◆ REQUIRED WORK
Lines from the beginning of the entries up to and including the one with "let (status, message)" must be duplicated word for word; leave out all others.

------------------------------------

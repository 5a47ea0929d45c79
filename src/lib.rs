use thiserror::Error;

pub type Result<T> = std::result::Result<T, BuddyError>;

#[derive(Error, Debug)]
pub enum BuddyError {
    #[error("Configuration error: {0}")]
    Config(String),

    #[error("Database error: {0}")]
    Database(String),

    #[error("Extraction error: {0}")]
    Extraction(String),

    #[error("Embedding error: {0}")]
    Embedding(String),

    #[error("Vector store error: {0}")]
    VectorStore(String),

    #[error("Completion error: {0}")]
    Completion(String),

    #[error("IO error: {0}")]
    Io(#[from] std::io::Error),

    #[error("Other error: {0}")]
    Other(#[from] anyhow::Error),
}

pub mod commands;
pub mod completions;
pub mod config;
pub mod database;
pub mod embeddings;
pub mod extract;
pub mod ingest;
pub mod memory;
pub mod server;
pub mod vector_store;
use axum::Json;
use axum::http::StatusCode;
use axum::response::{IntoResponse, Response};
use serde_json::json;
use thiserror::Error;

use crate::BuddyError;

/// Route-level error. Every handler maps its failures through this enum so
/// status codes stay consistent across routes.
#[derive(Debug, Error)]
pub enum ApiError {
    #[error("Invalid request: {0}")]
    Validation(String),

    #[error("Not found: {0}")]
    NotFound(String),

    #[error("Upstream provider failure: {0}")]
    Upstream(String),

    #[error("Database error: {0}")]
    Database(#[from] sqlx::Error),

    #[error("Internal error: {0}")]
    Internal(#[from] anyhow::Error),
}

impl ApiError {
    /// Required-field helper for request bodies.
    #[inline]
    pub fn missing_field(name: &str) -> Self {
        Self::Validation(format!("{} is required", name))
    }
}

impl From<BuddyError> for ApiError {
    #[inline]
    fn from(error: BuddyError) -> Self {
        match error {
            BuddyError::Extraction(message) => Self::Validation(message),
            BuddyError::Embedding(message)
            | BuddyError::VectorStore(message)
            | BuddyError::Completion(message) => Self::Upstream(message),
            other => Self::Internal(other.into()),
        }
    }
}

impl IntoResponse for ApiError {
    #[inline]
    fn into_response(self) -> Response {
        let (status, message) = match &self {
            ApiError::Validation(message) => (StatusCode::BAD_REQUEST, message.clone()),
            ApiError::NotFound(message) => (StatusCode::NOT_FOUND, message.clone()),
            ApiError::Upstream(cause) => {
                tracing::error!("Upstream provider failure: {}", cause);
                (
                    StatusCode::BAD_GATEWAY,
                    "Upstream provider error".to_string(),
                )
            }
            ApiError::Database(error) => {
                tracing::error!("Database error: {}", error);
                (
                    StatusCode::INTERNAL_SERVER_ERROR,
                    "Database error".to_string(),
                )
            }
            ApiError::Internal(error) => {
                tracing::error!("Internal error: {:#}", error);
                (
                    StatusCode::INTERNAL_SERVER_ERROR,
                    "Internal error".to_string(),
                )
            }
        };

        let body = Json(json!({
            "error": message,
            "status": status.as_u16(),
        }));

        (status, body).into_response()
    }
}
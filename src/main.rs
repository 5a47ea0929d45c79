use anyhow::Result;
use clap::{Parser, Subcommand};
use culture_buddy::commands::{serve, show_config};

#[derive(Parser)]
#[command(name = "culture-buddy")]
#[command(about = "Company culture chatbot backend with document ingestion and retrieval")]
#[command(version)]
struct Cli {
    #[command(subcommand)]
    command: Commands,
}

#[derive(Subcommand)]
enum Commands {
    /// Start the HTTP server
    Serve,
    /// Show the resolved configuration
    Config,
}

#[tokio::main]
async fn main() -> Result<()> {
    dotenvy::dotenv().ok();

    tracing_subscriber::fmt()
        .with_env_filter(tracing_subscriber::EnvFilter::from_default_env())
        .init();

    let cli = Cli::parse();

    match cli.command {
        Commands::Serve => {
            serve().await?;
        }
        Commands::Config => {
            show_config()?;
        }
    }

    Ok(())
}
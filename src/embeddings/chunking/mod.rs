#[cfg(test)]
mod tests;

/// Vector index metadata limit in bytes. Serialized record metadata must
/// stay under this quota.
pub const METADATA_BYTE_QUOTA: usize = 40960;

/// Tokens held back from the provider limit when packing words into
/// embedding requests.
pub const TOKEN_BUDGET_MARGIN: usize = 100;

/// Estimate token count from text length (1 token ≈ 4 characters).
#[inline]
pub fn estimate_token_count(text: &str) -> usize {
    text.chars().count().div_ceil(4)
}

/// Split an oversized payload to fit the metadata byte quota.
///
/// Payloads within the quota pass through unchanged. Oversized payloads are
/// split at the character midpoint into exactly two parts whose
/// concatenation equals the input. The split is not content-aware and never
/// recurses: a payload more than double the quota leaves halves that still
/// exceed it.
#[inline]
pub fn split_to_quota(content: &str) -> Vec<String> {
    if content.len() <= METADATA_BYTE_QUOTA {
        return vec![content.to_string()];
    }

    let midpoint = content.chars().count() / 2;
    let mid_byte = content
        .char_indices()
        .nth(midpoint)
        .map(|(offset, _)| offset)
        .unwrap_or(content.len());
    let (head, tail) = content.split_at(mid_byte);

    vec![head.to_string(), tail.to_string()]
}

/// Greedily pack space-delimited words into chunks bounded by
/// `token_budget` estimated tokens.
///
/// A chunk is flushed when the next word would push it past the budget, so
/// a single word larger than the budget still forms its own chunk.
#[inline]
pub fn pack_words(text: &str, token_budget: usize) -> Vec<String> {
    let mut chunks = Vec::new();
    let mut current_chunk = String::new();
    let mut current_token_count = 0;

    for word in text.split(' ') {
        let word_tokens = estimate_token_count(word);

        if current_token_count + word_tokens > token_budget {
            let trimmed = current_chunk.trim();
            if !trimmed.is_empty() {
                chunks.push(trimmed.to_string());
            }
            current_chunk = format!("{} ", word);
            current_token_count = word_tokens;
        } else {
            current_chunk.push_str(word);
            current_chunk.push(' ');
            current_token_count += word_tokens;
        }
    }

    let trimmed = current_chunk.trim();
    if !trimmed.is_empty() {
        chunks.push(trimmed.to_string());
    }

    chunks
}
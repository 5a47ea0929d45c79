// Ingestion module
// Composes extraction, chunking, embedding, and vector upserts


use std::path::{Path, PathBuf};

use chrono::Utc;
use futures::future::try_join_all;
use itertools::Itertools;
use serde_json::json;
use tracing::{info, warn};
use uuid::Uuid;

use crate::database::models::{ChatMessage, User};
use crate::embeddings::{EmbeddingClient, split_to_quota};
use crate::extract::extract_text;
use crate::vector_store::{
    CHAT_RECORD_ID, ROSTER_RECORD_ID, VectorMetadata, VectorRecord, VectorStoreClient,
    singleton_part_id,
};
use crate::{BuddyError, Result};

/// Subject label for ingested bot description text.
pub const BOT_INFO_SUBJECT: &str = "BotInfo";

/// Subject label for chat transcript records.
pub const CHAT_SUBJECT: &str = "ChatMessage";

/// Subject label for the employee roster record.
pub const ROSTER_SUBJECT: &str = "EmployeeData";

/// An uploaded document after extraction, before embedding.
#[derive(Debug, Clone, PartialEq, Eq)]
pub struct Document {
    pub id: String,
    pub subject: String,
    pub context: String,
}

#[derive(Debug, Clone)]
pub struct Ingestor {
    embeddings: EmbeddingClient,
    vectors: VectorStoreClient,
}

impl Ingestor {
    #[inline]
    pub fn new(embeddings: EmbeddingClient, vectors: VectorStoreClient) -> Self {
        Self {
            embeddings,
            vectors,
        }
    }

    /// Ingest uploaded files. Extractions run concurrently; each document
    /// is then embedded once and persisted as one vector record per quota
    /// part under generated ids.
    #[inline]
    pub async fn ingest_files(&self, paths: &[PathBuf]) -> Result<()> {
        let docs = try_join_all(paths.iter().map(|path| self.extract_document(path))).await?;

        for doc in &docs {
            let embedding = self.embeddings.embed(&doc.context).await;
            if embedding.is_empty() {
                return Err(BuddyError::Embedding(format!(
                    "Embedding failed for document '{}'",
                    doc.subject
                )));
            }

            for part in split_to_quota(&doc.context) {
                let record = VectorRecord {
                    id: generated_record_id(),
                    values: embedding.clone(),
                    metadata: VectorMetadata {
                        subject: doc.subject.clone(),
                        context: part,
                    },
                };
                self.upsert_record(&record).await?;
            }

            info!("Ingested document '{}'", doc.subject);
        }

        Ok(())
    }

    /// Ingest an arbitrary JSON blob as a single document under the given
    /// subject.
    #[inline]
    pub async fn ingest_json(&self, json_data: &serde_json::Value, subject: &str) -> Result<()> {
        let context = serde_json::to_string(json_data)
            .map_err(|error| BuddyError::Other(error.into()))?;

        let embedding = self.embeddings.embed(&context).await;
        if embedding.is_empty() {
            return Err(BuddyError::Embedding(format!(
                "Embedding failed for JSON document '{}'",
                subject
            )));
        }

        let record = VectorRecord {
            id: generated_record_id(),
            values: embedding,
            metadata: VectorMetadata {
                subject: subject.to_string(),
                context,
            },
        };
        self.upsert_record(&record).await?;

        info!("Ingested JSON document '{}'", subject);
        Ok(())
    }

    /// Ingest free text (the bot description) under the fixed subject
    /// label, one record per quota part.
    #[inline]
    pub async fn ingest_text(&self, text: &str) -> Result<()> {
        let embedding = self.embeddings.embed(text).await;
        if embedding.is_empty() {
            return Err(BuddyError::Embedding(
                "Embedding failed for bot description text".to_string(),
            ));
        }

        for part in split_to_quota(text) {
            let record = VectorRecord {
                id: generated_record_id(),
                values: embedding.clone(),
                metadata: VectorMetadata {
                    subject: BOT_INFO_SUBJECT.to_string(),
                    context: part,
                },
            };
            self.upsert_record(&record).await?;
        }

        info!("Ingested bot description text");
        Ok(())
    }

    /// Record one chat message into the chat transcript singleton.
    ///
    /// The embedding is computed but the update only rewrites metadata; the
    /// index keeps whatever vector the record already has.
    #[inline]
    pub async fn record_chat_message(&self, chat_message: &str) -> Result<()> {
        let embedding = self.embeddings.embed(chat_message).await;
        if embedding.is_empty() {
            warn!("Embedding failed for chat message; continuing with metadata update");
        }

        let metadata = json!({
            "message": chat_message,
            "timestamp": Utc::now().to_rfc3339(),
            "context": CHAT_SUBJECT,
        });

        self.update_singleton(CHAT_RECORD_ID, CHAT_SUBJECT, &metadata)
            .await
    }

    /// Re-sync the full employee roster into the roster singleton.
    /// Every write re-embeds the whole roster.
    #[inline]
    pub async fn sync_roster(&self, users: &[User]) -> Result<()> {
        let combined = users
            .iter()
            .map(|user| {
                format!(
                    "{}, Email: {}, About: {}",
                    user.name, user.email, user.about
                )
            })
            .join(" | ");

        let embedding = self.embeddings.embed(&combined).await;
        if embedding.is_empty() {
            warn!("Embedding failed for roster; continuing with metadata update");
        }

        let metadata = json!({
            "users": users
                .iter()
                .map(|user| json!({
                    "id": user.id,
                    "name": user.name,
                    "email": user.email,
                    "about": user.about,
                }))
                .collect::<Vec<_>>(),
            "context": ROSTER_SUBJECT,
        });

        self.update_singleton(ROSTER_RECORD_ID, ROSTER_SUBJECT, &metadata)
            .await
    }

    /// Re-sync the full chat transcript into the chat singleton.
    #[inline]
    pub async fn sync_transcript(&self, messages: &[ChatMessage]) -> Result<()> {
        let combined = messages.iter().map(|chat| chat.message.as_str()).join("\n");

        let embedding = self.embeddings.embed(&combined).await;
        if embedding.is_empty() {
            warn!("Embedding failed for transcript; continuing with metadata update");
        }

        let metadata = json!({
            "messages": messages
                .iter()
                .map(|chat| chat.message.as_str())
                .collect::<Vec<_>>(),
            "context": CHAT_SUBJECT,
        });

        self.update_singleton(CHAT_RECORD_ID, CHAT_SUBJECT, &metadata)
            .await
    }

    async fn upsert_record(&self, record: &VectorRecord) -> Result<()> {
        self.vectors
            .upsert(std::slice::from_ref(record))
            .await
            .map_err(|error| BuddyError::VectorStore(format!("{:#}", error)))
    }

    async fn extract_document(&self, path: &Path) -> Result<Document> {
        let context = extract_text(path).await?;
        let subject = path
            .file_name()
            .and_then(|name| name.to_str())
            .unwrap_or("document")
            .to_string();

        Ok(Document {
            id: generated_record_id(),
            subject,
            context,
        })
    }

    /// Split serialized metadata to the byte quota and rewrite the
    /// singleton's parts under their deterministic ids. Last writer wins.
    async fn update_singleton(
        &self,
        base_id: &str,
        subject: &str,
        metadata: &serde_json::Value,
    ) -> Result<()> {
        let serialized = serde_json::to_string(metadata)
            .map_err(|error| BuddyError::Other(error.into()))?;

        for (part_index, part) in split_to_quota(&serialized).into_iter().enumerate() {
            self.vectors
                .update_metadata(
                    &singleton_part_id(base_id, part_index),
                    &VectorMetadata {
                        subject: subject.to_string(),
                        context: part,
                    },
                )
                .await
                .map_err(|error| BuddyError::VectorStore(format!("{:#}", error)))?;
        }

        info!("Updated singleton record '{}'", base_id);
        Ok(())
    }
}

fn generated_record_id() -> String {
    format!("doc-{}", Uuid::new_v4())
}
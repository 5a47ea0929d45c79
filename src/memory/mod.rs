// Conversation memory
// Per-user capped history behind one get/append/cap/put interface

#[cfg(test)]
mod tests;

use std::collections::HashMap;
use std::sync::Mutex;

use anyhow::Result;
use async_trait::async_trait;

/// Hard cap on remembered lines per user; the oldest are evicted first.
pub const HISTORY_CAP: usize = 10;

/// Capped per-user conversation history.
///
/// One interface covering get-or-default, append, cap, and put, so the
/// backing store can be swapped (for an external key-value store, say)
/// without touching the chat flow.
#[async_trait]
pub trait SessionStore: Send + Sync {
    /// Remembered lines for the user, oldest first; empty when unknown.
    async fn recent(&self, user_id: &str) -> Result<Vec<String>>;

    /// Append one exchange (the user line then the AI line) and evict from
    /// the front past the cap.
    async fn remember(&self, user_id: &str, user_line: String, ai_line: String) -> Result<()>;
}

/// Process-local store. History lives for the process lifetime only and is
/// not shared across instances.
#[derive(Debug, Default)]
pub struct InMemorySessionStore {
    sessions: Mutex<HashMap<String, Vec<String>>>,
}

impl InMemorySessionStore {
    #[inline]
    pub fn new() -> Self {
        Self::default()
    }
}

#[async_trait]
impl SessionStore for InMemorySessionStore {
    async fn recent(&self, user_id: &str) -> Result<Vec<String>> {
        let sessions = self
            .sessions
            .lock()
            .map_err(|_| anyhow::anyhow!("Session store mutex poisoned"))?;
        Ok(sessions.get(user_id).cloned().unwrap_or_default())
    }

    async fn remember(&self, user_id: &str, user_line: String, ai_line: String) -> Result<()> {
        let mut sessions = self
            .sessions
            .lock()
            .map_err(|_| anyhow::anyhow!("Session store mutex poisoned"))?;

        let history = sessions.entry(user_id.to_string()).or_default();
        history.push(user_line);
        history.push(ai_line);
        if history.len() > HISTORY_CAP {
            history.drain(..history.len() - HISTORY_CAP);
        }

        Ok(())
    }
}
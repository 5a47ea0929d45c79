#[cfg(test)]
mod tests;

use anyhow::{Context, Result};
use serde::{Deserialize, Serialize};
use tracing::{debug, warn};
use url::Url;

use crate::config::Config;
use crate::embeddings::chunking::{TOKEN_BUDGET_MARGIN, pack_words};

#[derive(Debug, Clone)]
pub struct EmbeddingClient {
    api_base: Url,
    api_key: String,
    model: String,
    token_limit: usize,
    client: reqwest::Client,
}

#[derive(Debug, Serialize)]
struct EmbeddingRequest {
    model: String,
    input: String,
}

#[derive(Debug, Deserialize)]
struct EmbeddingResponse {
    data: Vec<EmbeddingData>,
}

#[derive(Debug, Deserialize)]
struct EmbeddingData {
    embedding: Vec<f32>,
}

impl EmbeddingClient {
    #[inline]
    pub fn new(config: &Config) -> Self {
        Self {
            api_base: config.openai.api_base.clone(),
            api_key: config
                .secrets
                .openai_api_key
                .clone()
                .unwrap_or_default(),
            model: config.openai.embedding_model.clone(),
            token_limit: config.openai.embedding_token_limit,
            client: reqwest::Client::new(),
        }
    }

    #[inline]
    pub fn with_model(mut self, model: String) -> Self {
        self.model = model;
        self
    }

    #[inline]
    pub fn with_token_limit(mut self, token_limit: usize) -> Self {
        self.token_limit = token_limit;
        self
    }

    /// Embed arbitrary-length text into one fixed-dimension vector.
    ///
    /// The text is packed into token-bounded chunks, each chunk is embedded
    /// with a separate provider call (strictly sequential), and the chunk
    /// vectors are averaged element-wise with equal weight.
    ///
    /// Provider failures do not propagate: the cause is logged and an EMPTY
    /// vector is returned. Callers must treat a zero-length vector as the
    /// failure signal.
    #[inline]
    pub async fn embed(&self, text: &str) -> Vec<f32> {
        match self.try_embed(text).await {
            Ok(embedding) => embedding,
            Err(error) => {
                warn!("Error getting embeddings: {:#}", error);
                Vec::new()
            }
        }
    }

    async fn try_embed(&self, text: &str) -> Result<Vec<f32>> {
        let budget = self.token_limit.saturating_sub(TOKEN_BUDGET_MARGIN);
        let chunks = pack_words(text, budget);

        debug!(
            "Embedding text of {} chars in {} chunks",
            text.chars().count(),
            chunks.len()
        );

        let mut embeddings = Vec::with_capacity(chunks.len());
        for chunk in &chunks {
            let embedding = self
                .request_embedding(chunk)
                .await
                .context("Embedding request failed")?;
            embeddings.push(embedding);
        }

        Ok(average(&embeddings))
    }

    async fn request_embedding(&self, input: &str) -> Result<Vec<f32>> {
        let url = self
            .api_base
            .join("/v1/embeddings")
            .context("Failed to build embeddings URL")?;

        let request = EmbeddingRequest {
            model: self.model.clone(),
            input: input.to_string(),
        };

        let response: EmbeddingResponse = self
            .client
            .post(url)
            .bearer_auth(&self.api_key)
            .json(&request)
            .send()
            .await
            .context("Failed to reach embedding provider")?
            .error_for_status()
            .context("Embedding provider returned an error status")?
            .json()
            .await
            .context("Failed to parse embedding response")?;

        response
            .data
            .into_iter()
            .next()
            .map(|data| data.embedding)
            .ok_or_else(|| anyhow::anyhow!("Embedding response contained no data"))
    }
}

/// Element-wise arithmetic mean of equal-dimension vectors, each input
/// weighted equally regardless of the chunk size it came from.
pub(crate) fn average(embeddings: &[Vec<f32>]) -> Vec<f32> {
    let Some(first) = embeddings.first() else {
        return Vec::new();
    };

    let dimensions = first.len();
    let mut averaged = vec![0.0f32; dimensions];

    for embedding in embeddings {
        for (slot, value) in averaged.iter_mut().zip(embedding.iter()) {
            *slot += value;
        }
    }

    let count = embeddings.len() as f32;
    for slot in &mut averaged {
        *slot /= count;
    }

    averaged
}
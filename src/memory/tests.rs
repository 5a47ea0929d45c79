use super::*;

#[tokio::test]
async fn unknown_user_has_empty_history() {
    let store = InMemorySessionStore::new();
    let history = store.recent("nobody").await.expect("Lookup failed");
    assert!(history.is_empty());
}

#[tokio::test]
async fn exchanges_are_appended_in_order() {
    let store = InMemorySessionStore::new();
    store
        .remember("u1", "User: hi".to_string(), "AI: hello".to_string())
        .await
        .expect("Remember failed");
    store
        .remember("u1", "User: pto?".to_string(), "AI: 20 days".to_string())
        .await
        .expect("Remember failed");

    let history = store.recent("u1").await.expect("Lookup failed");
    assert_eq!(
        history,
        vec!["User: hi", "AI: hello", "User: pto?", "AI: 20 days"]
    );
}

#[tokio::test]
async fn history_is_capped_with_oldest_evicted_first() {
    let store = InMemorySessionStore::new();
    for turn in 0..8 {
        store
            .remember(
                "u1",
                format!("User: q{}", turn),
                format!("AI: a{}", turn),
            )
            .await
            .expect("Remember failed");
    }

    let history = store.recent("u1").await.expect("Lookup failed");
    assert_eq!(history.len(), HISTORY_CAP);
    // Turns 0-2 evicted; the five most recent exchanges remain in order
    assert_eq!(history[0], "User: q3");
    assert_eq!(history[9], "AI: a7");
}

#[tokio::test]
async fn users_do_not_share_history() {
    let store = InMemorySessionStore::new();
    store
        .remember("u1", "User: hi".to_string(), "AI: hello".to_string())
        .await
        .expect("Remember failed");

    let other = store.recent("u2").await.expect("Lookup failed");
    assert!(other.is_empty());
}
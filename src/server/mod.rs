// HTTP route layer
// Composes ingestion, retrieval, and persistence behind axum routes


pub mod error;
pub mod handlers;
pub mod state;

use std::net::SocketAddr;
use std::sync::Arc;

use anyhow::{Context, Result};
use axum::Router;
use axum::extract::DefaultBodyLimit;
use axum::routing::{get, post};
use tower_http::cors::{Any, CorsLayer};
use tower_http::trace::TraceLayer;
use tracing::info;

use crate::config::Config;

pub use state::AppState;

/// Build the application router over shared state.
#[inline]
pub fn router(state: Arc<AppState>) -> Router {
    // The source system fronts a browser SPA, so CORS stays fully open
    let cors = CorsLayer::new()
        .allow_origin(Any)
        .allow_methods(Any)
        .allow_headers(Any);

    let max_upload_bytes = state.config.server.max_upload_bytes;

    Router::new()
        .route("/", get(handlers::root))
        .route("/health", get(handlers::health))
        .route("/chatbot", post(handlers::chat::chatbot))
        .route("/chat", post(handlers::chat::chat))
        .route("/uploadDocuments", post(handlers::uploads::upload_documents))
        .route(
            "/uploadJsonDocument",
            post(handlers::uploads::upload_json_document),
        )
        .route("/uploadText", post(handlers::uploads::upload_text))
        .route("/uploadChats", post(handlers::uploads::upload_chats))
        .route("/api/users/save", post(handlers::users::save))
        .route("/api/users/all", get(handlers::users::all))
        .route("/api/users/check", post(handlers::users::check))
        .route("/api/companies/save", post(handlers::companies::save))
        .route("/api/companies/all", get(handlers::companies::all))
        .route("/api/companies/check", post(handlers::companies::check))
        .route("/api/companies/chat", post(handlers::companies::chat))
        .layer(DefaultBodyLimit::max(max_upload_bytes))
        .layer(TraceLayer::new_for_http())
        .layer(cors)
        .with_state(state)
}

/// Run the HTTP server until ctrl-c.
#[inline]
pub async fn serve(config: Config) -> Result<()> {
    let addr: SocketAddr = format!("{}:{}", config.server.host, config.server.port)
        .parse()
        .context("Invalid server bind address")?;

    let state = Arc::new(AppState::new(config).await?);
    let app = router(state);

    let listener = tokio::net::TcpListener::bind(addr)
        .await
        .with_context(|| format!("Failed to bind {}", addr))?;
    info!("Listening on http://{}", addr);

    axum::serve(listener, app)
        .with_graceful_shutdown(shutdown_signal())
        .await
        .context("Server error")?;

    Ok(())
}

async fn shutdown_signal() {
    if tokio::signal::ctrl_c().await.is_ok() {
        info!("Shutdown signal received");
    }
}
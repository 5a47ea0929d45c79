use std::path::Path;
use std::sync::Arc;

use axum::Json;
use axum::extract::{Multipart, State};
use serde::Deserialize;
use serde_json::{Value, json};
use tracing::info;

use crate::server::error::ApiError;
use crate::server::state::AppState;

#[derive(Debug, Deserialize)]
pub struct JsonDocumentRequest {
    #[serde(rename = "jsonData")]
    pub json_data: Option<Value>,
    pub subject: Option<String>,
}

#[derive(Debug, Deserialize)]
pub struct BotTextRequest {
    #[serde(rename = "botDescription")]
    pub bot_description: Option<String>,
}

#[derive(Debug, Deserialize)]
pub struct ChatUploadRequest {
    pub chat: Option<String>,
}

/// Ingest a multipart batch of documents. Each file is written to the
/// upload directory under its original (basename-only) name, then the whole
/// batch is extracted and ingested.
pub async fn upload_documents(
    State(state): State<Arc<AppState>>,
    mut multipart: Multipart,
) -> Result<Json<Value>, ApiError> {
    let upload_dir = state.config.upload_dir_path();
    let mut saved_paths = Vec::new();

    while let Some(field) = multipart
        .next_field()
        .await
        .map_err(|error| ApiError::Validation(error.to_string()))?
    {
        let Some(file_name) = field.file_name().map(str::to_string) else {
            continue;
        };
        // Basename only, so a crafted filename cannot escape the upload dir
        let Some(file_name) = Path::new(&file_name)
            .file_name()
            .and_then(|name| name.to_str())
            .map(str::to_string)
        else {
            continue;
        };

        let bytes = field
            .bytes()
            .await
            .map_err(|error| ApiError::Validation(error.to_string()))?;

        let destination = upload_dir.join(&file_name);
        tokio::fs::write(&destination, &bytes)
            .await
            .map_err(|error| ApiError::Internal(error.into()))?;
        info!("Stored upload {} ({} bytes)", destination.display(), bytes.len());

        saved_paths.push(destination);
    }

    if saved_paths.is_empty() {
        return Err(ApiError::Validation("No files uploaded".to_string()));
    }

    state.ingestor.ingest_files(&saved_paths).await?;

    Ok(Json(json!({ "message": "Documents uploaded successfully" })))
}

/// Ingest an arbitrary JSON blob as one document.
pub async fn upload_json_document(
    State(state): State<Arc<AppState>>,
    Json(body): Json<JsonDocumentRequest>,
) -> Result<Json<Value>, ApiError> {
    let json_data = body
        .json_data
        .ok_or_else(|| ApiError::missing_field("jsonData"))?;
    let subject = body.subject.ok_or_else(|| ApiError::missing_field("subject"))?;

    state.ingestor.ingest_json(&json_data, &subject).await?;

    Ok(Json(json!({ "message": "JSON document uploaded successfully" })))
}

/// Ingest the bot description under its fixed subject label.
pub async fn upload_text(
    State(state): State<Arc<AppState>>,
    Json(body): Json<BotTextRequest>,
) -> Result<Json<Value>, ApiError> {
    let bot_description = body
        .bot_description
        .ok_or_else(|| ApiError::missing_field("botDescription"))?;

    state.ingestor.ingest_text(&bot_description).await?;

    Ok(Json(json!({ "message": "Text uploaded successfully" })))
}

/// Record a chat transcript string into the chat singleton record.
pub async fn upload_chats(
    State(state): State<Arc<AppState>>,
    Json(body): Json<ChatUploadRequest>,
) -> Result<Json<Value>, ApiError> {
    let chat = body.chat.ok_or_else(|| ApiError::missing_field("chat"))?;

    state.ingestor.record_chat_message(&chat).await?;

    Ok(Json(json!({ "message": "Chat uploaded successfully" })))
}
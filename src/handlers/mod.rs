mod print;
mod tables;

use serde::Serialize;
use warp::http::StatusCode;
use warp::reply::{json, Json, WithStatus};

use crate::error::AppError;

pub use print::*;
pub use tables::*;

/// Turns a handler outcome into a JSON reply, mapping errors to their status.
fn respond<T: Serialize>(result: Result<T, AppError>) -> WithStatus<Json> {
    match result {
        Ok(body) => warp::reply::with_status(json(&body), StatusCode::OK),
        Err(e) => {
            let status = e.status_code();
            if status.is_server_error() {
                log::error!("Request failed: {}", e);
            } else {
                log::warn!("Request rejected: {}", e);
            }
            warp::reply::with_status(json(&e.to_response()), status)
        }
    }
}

------------------------------------

◆ YOUR SOLUTION
repository 5a47ea0929d45c79
filename src/lib.rs
use thiserror::Error;

pub type Result<T> = std::result::Result<T, BuddyError>;

#[derive(Error, Debug)]
pub enum BuddyError {
    #[error("Configuration error: {0}")]
    Config(String),

    #[error("Database error: {0}")]
    Database(String),

    #[error("Extraction error: {0}")]
    Extraction(String),

    #[error("Embedding error: {0}")]
    Embedding(String),

    #[error("Vector store error: {0}")]
    VectorStore(String),

    #[error("Completion error: {0}")]
    Completion(String),

    #[error("IO error: {0}")]
    Io(#[from] std::io::Error),

    #[error("Other error: {0}")]
    Other(#[from] anyhow::Error),
}

pub mod commands;
pub mod completions;
pub mod config;
pub mod database;
pub mod embeddings;
pub mod extract;
pub mod ingest;
pub mod memory;
pub mod server;
pub mod vector_store;
use axum::Json;
use axum::http::StatusCode;
use axum::response::{IntoResponse, Response};
use serde_json::json;
use thiserror::Error;

use crate::BuddyError;

/// Route-level error. Every handler maps its failures through this enum so
/// status codes stay consistent across routes.
#[derive(Debug, Error)]
pub enum ApiError {
    #[error("Invalid request: {0}")]
    Validation(String),

    #[error("Not found: {0}")]
    NotFound(String),

    #[error("Upstream provider failure: {0}")]
    Upstream(String),

    #[error("Database error: {0}")]
    Database(#[from] sqlx::Error),

    #[error("Internal error: {0}")]
    Internal(#[from] anyhow::Error),
}

impl ApiError {
    /// Required-field helper for request bodies.
    #[inline]
    pub fn missing_field(name: &str) -> Self {
        Self::Validation(format!("{} is required", name))
    }
}

impl From<BuddyError> for ApiError {
    #[inline]
    fn from(error: BuddyError) -> Self {
        match error {
            BuddyError::Extraction(message) => Self::Validation(message),
            BuddyError::Embedding(message)
            | BuddyError::VectorStore(message)
            | BuddyError::Completion(message) => Self::Upstream(message),
            other => Self::Internal(other.into()),
        }
    }
}

impl IntoResponse for ApiError {
    #[inline]
    fn into_response(self) -> Response {
        let (status, message) = match &self {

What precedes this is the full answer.